> [Material for this exercise]
/*!
# `JPEG Line` - Encoding
*/

pub(super) mod options;

use crate::{
	codec::{
		Compress,
		CompressSettings,
		InColor,
	},
	ColorModel,
	ColorSpace,
	EncoderOptions,
	image::color::{
		gray16,
		narrow,
		rgb_to_ycbcr,
	},
	Jpeg,
	JpegError,
	manager::destination::DestinationManager,
	MAX_DIMENSION,
	Native,
	Raster,
	RgbColor,
};
use dactyl::NiceU64;
use rgb::bytemuck::cast_slice;
use std::io::Write;



/// ## Encoding.
impl Jpeg<'_> {
	/// # Encode.
	///
	/// Encode any [`Raster`] into `dst` as a baseline (or progressive) JFIF
	/// stream.
	///
	/// The crate's own buffers are fed to the engine in their native layout;
	/// planar input keeps its luma exactly and samples chroma once per pixel.
	/// Anything else goes through [`Raster::at`] one pixel at a time. Alpha
	/// is dropped; premultiplied RGBA input therefore ends up composited over
	/// black.
	///
	/// ## Errors
	///
	/// Zero-area images return [`JpegError::EmptyImage`] and oversized ones
	/// [`JpegError::Overflow`], both before anything is registered or
	/// written. Stream failures return [`JpegError::Write`].
	pub fn encode<W, I>(&self, dst: W, img: &I, opts: &EncoderOptions)
	-> Result<(), JpegError>
	where W: Write, I: Raster + ?Sized {
		let rect = img.bounds();
		let (width, height) = rect.size()?;
		if width == 0 || height == 0 { return Err(JpegError::EmptyImage); }
		if MAX_DIMENSION < width || MAX_DIMENSION < height {
			return Err(JpegError::Overflow);
		}

		let native = img.native();
		let color = in_color(img, native, opts.color_space);
		let settings = CompressSettings {
			width,
			height,
			color,
			quality: opts.effective_quality(),
			sampling: opts.effective_subsampling(
				if let Some(Native::YCbCr(i)) = native { Some(i.ratio()) }
				else { None }
			),
			progressive: opts.progressive,
			optimize: opts.optimize_coding,
		};

		let mut dest = DestinationManager::new(self.registry, dst)?;
		let res = Compress::begin(&mut dest, settings).and_then(|mut enc| {
			let mut row = vec![0_u8; width * color.channels()];
			for (idx, y) in (rect.min.y..rect.max.y).enumerate() {
				fill_row(img, native, color, idx, y, &mut row);
				enc.write_scanline(&row)?;
			}
			enc.finish()
		});

		if let Some(e) = dest.take_error() { return Err(JpegError::Write(e)); }
		res?;
		dest.finish()?;

		tracing::debug!(
			"Encoded {width}x{height} {color:?} at quality {} ({}): {} bytes.",
			settings.quality,
			settings.sampling,
			NiceU64::from(dest.transferred()),
		);
		Ok(())
	}
}



/// # Input Color.
///
/// Pick the layout to hand the engine.
fn in_color<I>(img: &I, native: Option<Native<'_>>, space: ColorSpace) -> InColor
where I: Raster + ?Sized {
	let gray = match space {
		ColorSpace::Auto =>
			matches!(native, Some(Native::Gray(_))) ||
			img.color_model() == ColorModel::Gray,
		ColorSpace::YCbCr => false,
		ColorSpace::Gray => true,
	};

	if gray { InColor::Luma }
	else {
		match native {
			Some(Native::YCbCr(_) | Native::Gray(_)) => InColor::YCbCr,
			Some(Native::Rgba(_)) => InColor::Rgba,
			Some(Native::Rgb(_)) | None => InColor::Rgb,
		}
	}
}

/// # Fill Row.
///
/// Write row `y` (the `idx`th from the top) of the image into `out` in the
/// chosen layout.
fn fill_row<I>(
	img: &I,
	native: Option<Native<'_>>,
	color: InColor,
	idx: usize,
	y: i32,
	out: &mut [u8],
)
where I: Raster + ?Sized {
	let xs = img.bounds().min.x..img.bounds().max.x;
	match (color, native) {
		// Straight copies.
		(InColor::Luma, Some(Native::Gray(src))) => copy_row(src.row(idx), out),
		(InColor::Rgb, Some(Native::Rgb(src))) =>
			copy_row(src.row(idx).map(cast_slice), out),
		(InColor::Rgba, Some(Native::Rgba(src))) =>
			copy_row(src.row(idx).map(cast_slice), out),

		// Planar.
		(InColor::Luma, Some(Native::YCbCr(src))) =>
			for (x, dst) in xs.zip(out.iter_mut()) {
				*dst = src.ycbcr_at(x, y).map_or(0, |(v, _, _)| v);
			},
		(InColor::YCbCr, Some(Native::YCbCr(src))) =>
			for (x, dst) in xs.zip(out.chunks_exact_mut(3)) {
				let (v, cb, cr) = src.ycbcr_at(x, y).unwrap_or((0, 128, 128));
				dst.copy_from_slice(&[v, cb, cr]);
			},
		(InColor::YCbCr, Some(Native::Gray(src))) =>
			for (x, dst) in xs.zip(out.chunks_exact_mut(3)) {
				dst.copy_from_slice(&[src.gray_at(x, y).unwrap_or(0), 128, 128]);
			},

		// Everything else goes through the generic color.
		(InColor::Luma, _) =>
			for (x, dst) in xs.zip(out.iter_mut()) {
				*dst = narrow(gray16(img.at(x, y)));
			},
		(InColor::Rgb, _) =>
			for (x, dst) in xs.zip(out.chunks_exact_mut(3)) {
				let RgbColor { r, g, b } = RgbColor::from(img.at(x, y));
				dst.copy_from_slice(&[r, g, b]);
			},
		(InColor::Rgba, _) =>
			for (x, dst) in xs.zip(out.chunks_exact_mut(4)) {
				let c = img.at(x, y);
				dst.copy_from_slice(&[narrow(c.r), narrow(c.g), narrow(c.b), narrow(c.a)]);
			},
		(InColor::YCbCr, _) =>
			for (x, dst) in xs.zip(out.chunks_exact_mut(3)) {
				let RgbColor { r, g, b } = RgbColor::from(img.at(x, y));
				let (v, cb, cr) = rgb_to_ycbcr(r, g, b);
				dst.copy_from_slice(&[v, cb, cr]);
			},
	}
}

/// # Copy Row.
fn copy_row(src: Option<&[u8]>, out: &mut [u8]) {
	if let Some(src) = src.and_then(|s| s.get(..out.len())) {
		out.copy_from_slice(src);
	}
}



#[cfg(test)]
mod tests {
	use super::*;
	use crate::{
		Color,
		GrayImage,
		Rectangle,
		Registry,
		RgbImage,
		YCbCrImage,
		SubsampleRatio,
	};
	use std::io;

	/// # A Raster That Is Not Ours.
	struct Checkers(Rectangle);

	impl Raster for Checkers {
		fn bounds(&self) -> Rectangle { self.0 }
		fn color_model(&self) -> ColorModel { ColorModel::Rgb }
		fn at(&self, x: i32, y: i32) -> Color {
			if (x + y) % 2 == 0 { Color::new(0xFFFF, 0xFFFF, 0xFFFF, 0xFFFF) }
			else { Color::new(0, 0, 0, 0xFFFF) }
		}
	}

	/// # Writer That Always Fails.
	struct Closed;

	impl Write for Closed {
		fn write(&mut self, _buf: &[u8]) -> io::Result<usize> {
			Err(io::Error::new(io::ErrorKind::BrokenPipe, "closed"))
		}
		fn flush(&mut self) -> io::Result<()> { Ok(()) }
	}

	#[test]
	fn t_in_color() {
		let rect = Rectangle::from_size(2, 2);
		let gray = GrayImage::new(rect).unwrap();
		let rgb = RgbImage::new(rect).unwrap();
		let ycc = YCbCrImage::new_aligned(rect, SubsampleRatio::R420).unwrap();

		assert_eq!(in_color(&gray, gray.native(), ColorSpace::Auto), InColor::Luma);
		assert_eq!(in_color(&gray, gray.native(), ColorSpace::YCbCr), InColor::YCbCr);
		assert_eq!(in_color(&rgb, rgb.native(), ColorSpace::Auto), InColor::Rgb);
		assert_eq!(in_color(&rgb, rgb.native(), ColorSpace::Gray), InColor::Luma);
		assert_eq!(in_color(&ycc, ycc.native(), ColorSpace::Auto), InColor::YCbCr);
		assert_eq!(in_color(&Checkers(rect), None, ColorSpace::Auto), InColor::Rgb);
	}

	#[test]
	fn t_fill_row() {
		let img = Checkers(Rectangle::new(5, 5, 8, 7));
		let mut row = [0_u8; 9];
		fill_row(&img, None, InColor::Rgb, 0, 5, &mut row);
		assert_eq!(row, [255, 255, 255, 0, 0, 0, 255, 255, 255]);

		let mut row = [0_u8; 3];
		fill_row(&img, None, InColor::Luma, 1, 6, &mut row);
		assert_eq!(row, [0, 255, 0]);

		let mut ycc = YCbCrImage::new_aligned(Rectangle::from_size(2, 1), SubsampleRatio::R422).unwrap();
		ycc.set_ycbcr(0, 0, 10, 20, 30);
		ycc.set_ycbcr(1, 0, 11, 21, 31);
		let mut row = [0_u8; 6];
		fill_row(&ycc, ycc.native(), InColor::YCbCr, 0, 0, &mut row);
		assert_eq!(row, [10, 21, 31, 11, 21, 31]);
	}

	#[test]
	fn t_fill_row_packed() {
		let rect = Rectangle::new(-1, -1, 1, 1);
		let mut rgb = RgbImage::new(rect).unwrap();
		rgb.set_rgb(-1, 0, RgbColor::new(1, 2, 3));
		rgb.set_rgb(0, 0, RgbColor::new(4, 5, 6));
		let mut row = [0_u8; 6];
		fill_row(&rgb, rgb.native(), InColor::Rgb, 1, 0, &mut row);
		assert_eq!(row, [1, 2, 3, 4, 5, 6]);

		let mut rgba = crate::RgbaImage::new(rect).unwrap();
		rgba.set_rgba(0, -1, rgb::RGBA8::new(7, 8, 9, 10));
		let mut row = [0_u8; 8];
		fill_row(&rgba, rgba.native(), InColor::Rgba, 0, -1, &mut row);
		assert_eq!(row, [0, 0, 0, 0, 7, 8, 9, 10]);
	}

	#[test]
	fn t_empty() {
		let registry = Registry::new();
		let jpeg = Jpeg::new(&registry);
		let mut out = Vec::new();

		let empty = YCbCrImage::new_aligned(Rectangle::default(), SubsampleRatio::R444).unwrap();
		assert!(matches!(
			jpeg.encode(&mut out, &empty, &EncoderOptions::default()),
			Err(JpegError::EmptyImage),
		));
		assert!(matches!(
			jpeg.encode(&mut out, &Checkers(Rectangle::from_size(70_000, 1)), &EncoderOptions::default()),
			Err(JpegError::Overflow),
		));
		assert!(out.is_empty());
		assert!(registry.is_empty());
	}

	#[test]
	fn t_write_error() {
		let registry = Registry::new();
		let jpeg = Jpeg::new(&registry);
		let res = jpeg.encode(Closed, &Checkers(Rectangle::from_size(64, 64)), &EncoderOptions::default());
		match res {
			Err(JpegError::Write(e)) => assert_eq!(e.kind(), io::ErrorKind::BrokenPipe),
			e => panic!("Unexpected: {e:?}"),
		}
		assert!(registry.is_empty());
	}

	#[test]
	fn t_generic() {
		let registry = Registry::new();
		let jpeg = Jpeg::new(&registry);
		let img = Checkers(Rectangle::new(-4, -4, 12, 12));

		let mut out = Vec::new();
		jpeg.encode(&mut out, &img, &EncoderOptions::with_quality(100).with_optimize_coding(true)).unwrap();
		let config = jpeg.decode_config(out.as_slice()).unwrap();
		assert_eq!((config.width, config.height), (16, 16));
		assert_eq!(config.color_model, ColorModel::YCbCr);

		let mut out = Vec::new();
		jpeg.encode(&mut out, &img, &EncoderOptions::default().with_color_space(ColorSpace::Gray)).unwrap();
		let config = jpeg.decode_config(out.as_slice()).unwrap();
		assert_eq!(config.color_model, ColorModel::Gray);
		assert!(registry.is_empty());
	}
}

> [Action item] Output the material above exactly, but only from the line that carries "That Always Fails." through the line that carries "let mut row = [0_u8; 8];".

> [Solution to the exercise]
	/// # Writer That Always Fails.
	struct Closed;

	impl Write for Closed {
		fn write(&mut self, _buf: &[u8]) -> io::Result<usize> {
			Err(io::Error::new(io::ErrorKind::BrokenPipe, "closed"))
		}
		fn flush(&mut self) -> io::Result<()> { Ok(()) }
	}

	#[test]
	fn t_in_color() {
		let rect = Rectangle::from_size(2, 2);
		let gray = GrayImage::new(rect).unwrap();
		let rgb = RgbImage::new(rect).unwrap();
		let ycc = YCbCrImage::new_aligned(rect, SubsampleRatio::R420).unwrap();

		assert_eq!(in_color(&gray, gray.native(), ColorSpace::Auto), InColor::Luma);
		assert_eq!(in_color(&gray, gray.native(), ColorSpace::YCbCr), InColor::YCbCr);
		assert_eq!(in_color(&rgb, rgb.native(), ColorSpace::Auto), InColor::Rgb);
		assert_eq!(in_color(&rgb, rgb.native(), ColorSpace::Gray), InColor::Luma);
		assert_eq!(in_color(&ycc, ycc.native(), ColorSpace::Auto), InColor::YCbCr);
		assert_eq!(in_color(&Checkers(rect), None, ColorSpace::Auto), InColor::Rgb);
	}

	#[test]
	fn t_fill_row() {
		let img = Checkers(Rectangle::new(5, 5, 8, 7));
		let mut row = [0_u8; 9];
		fill_row(&img, None, InColor::Rgb, 0, 5, &mut row);
		assert_eq!(row, [255, 255, 255, 0, 0, 0, 255, 255, 255]);

		let mut row = [0_u8; 3];
		fill_row(&img, None, InColor::Luma, 1, 6, &mut row);
		assert_eq!(row, [0, 255, 0]);

		let mut ycc = YCbCrImage::new_aligned(Rectangle::from_size(2, 1), SubsampleRatio::R422).unwrap();
		ycc.set_ycbcr(0, 0, 10, 20, 30);
		ycc.set_ycbcr(1, 0, 11, 21, 31);
		let mut row = [0_u8; 6];
		fill_row(&ycc, ycc.native(), InColor::YCbCr, 0, 0, &mut row);
		assert_eq!(row, [10, 21, 31, 11, 21, 31]);
	}

	#[test]
	fn t_fill_row_packed() {
		let rect = Rectangle::new(-1, -1, 1, 1);
		let mut rgb = RgbImage::new(rect).unwrap();
		rgb.set_rgb(-1, 0, RgbColor::new(1, 2, 3));
		rgb.set_rgb(0, 0, RgbColor::new(4, 5, 6));
		let mut row = [0_u8; 6];
		fill_row(&rgb, rgb.native(), InColor::Rgb, 1, 0, &mut row);
		assert_eq!(row, [1, 2, 3, 4, 5, 6]);

		let mut rgba = crate::RgbaImage::new(rect).unwrap();
		rgba.set_rgba(0, -1, rgb::RGBA8::new(7, 8, 9, 10));
		let mut row = [0_u8; 8];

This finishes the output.